Buckwheat for Hover Flies

The adult Hover Flies need plants like Buckwheat
in the adult stage to lay eggs around the pests,
where in a role reversal, the eggs have pest insects for breakfast.

How ironic that most of us grew up and reached Social Security age without knowing or appreciating the tiny Hover Flies, aka Flower Flies, aka Syrphids.

Likewise, the tiny Ichneumon Wasp carries out its duties without our knowledge or appreciation.

Buckwheat, Mints, and the tiny weeds of the lawn provide extra pollen and nectar for adult beneficial insects. Most of us were taught Ladybugs are great and devour bugs while young and in maturity. But there are vast numbers of other beneficial insects that do this work.

Designed for a Purpose
Every single plant and animal has a purpose, which is shown in its design. Scientists often describe this in their studies, by showing the mutual dependencies, now explained by this strange escape clause: co-evolution. Together, in harmony, these unthinking living things developed ways to help each other so that one strengthens and protects the other. I consider that mighty intelligent of the fungus to help almost all the plants on earth. There are exceptions, like Goosefoot, but there are always exceptions.

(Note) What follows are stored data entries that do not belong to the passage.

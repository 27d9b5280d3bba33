//! GUI-specific constants for layout, status colors and intervals

use egui;

/// Settings panel window dimensions
pub const WINDOW_WIDTH: f32 = 440.0;
pub const WINDOW_HEIGHT: f32 = 680.0;
pub const WINDOW_MIN_WIDTH: f32 = 380.0;
pub const WINDOW_MIN_HEIGHT: f32 = 520.0;

/// Layout spacing
pub const SECTION_SPACING: f32 = 15.0;
pub const ITEM_SPACING: f32 = 8.0;

/// Status colors
pub const STATUS_OK: egui::Color32 = egui::Color32::from_rgb(0, 200, 0);
pub const STATUS_ERROR: egui::Color32 = egui::Color32::from_rgb(200, 0, 0);

/// How often the panel wakes up to drain the hotkey channel and pump
/// overlay events
pub const POLL_INTERVAL_MS: u64 = 50;

/// How long the "Test" action keeps the overlay visible
pub const TEST_DURATION_SECS: u64 = 2;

Likewise, God has given each one of us a purpose and a design to achieve that purpose. Often we long to have the talents, looks, money, or circumstances of another person. We would like to wish away the difficulties, too. But the entire mix of good and bad helps us see our purpose and pursue our strengths.

Few would want my employment history, but that has allowed me to help hundreds of students and adults establish new or improved careers. I will be teaching a class tonight of adults who would rather work in a pleasant environment. Some are worn out by stress. I have done this for years. Suddenly, one university said, "Hey instructors, why not include career planning in your courses. Share some experiences and insights to help your students find fulfilling work." 

If we can see the purpose of the tiny and overlooked Flower Flies, then we can certainly understand that God has a purpose for us.